“My Worst Season Is Better Than Your Best Season,” Kevin Durant’s Cold Message to Dillon Brooks
Kevin Durant’s shot at Dillon Brooks was a ruthless reminder of the gap between an all-time superstar and one of the league’s most relentless agitators.
- Aakash Chatterjee
- 5 min read
In a tense moment during Houston’s visit to Phoenix on Tuesday, video circulating online captured Durant aiming at Suns forward Dillon Brooks and saying,“My worst season is better than your best season.”
Brooks, one of the league’s most persistent agitators, has built a career on dragging stars into exactly these kinds of confrontations. Durant is now leading a 50-win Rockets team chasing playoff position, while Brooks is in Phoenix trying to help stabilize a reshaped Suns roster that entered the night clinging to postseason life.
Durant was not merely saying he is better than Brooks. He was saying the gap is so large that even his lesser seasons still live above Brooks’ ceiling. The numbers do not make that claim sound outrageous. Durant’s career scoring average sits at 27.1 points per game, while Brooks is a career 15.1-point scorer and is averaging a career-best 20.4 points this season in Phoenix.
The remark, sharp as it was, made sense only because of everything around it, i.e., the trade that swapped the two players, Brooks’ long-standing reputation as an instigator, Durant’s place in NBA history, and the different kinds of value each player represents in the league today.
1. The MASSIVE Gap Between an NBA Legend and ‘Dillon the Villain’
Durant is already an 18-year veteran, a former MVP, a multi-time champion and Finals MVP, a 16-time All-Star, and one of the few players in NBA history to clear 31,000 career points. Even now, at 37, he remains one of the NBA’s most efficient high-volume scorers, averaging 25.9 points per game for Houston this season. Brooks, though, has never built his reputation on clean statistical comparisons with all-time greats. He has built it on disruption. ESPN famously chronicled his embrace of the “Dillon the Villain” image in 2023, and that framing has followed him from Memphis to Houston and now to Phoenix.

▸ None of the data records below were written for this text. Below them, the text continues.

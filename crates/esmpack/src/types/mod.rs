pub mod compile_output;
pub mod rendered_chunk;

use std::sync::Arc;

use esmpack_common::NormalizedCompilerOptions;

pub type SharedOptions = Arc<NormalizedCompilerOptions>;
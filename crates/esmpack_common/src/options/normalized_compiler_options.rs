use esmpack_error::ConfigError;
use esmpack_utils::indexmap::FxIndexMap;

use crate::{
  options::externals::parse_external_value, DependencyCategory, ExternalItemValue, ExternalsType,
  LibraryOptions, ResolvedExternal,
};

#[derive(Debug, Default)]
pub struct NormalizedCompilerOptions {
  pub library: Option<LibraryOptions>,
  pub concatenate_modules: bool,
  pub split_chunks: bool,
  pub externals: FxIndexMap<String, ExternalItemValue>,
  pub externals_type: ExternalsType,
}

impl NormalizedCompilerOptions {
  /// Looks `request` up in the externals table. `Ok(None)` means the request is bundled.
  pub fn resolve_external(
    &self,
    request: &str,
    category: DependencyCategory,
  ) -> Result<Option<ResolvedExternal>, ConfigError> {
    let default_type = self.externals_type.for_category(category);
    match self.externals.get(request) {
      None | Some(ExternalItemValue::Bool(false)) => Ok(None),
      Some(ExternalItemValue::Bool(true)) => parse_external_value(request, default_type).map(Some),
      Some(ExternalItemValue::String(value)) => parse_external_value(value, default_type).map(Some),
    }
  }
}

#[cfg(test)]
mod tests {
  use crate::{normalize_options, CompilerOptions, DependencyCategory, ExternalType};

  fn options(json: &str) -> super::NormalizedCompilerOptions {
    normalize_options(serde_json::from_str::<CompilerOptions>(json).unwrap())
  }

  #[test]
  fn externals_type_per_category() {
    let options = options(
      r#"{
        "externalsType": { "static-import": "commonjs", "dynamic-import": "import", "fallback": "window" },
        "externals": { "external1": "external111", "fs": "commonjs fs", "keep": true, "bundled": false }
      }"#,
    );

    let resolved = options.resolve_external("external1", DependencyCategory::DynamicImport).unwrap();
    let resolved = resolved.unwrap();
    assert_eq!(resolved.external_type, ExternalType::Import);
    assert_eq!(resolved.request, "external111");

    let resolved = options.resolve_external("external1", DependencyCategory::Other).unwrap();
    assert_eq!(resolved.map(|r| r.external_type), Some(ExternalType::Window));

    let resolved = options.resolve_external("fs", DependencyCategory::DynamicImport).unwrap();
    let resolved = resolved.unwrap();
    assert_eq!((resolved.external_type, resolved.request.as_str()), (ExternalType::CommonJs, "fs"));

    let resolved = options.resolve_external("keep", DependencyCategory::StaticImport).unwrap();
    assert_eq!(resolved.map(|r| r.request), Some("keep".into()));
    assert_eq!(options.resolve_external("bundled", DependencyCategory::StaticImport).unwrap(), None);
    assert_eq!(options.resolve_external("other", DependencyCategory::StaticImport).unwrap(), None);
  }

  #[test]
  fn every_type_literal_is_accepted_as_prefix() {
    let options = options(
      r#"{ "externals": { "a": "commonjs2 a", "b": "umd2 b", "c": "node-commonjs c", "d": "self d" } }"#,
    );
    let resolve = |request| {
      options.resolve_external(request, DependencyCategory::StaticImport).unwrap().unwrap()
    };
    assert_eq!(resolve("a").external_type, ExternalType::CommonJs2);
    assert_eq!(resolve("b").external_type, ExternalType::Umd2);
    assert_eq!(resolve("c").external_type, ExternalType::NodeCommonJs);
    assert_eq!((resolve("d").external_type, resolve("d").request.as_str()), (ExternalType::SelfObject, "d"));
  }

  #[test]
  fn unknown_type_prefix_is_a_config_error() {
    let options = options(r#"{ "externals": { "a": "commonjs3 a" } }"#);
    assert!(options.resolve_external("a", DependencyCategory::StaticImport).is_err());
  }

  #[test]
  fn amd_and_commonjs_categories() {
    let options = options(
      r#"{
        "externalsType": { "amd": "amd-require", "commonjs": "commonjs-static", "fallback": "var" },
        "externals": { "x": "x" }
      }"#,
    );
    let type_for = |category| {
      options.resolve_external("x", category).unwrap().map(|resolved| resolved.external_type)
    };
    assert_eq!(type_for(DependencyCategory::Amd), Some(ExternalType::AmdRequire));
    assert_eq!(type_for(DependencyCategory::CommonJs), Some(ExternalType::CommonJsStatic));
    assert_eq!(type_for(DependencyCategory::StaticImport), Some(ExternalType::Var));
  }

  #[test]
  fn defaults() {
    let options = options("{}");
    assert!(options.library.is_none());
    assert!(options.concatenate_modules);
    assert!(!options.split_chunks);
    let resolved = super::parse_external_value("x", options.externals_type.for_category(DependencyCategory::Other));
    assert_eq!(resolved.unwrap().external_type, ExternalType::Module);
  }
}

2. Why Dillon Brooks Is the NBA’s Ultimate Trash Talk Target
Brooks is one of the few players in the league who would almost invite a line like that. His value has always come with friction. He defends hard, talks constantly and has spent much of his career trying to make stars feel crowded, irritated and off rhythm. That edge made him useful in Memphis, then in Houston, and now in Phoenix, where his toughness and scoring jump have become central to a reconfigured Suns identity. Brooks was enjoying a career season as a scorer in Phoenix, a reminder that this season has been one of the best offensive years of his career. But Brooks’ best years still tell a different story from Durant’s standard. Brooks has become a strong two-way wing with a legitimate offensive role, yet his rise has been about fit, defiance and force of personality. Durant’s rise was about becoming a generational offensive player almost immediately and sustaining that level long enough to enter the inner circle of NBA scorers. Brooks has, at times, drawn respect from the same stars he annoys. In 2023, Durant said he could respect how Brooks brings energy every game, even while acknowledging the chaos Brooks can create. That history matters. Brooks’ skill is emotional leverage. He wants possessions to become personal. He wants stars to stop thinking clearly and start reacting. Over the years, that has made him one of the league’s most visible antagonists, especially in nationally amplified moments. His name carries that baggage every time he is involved in a confrontation.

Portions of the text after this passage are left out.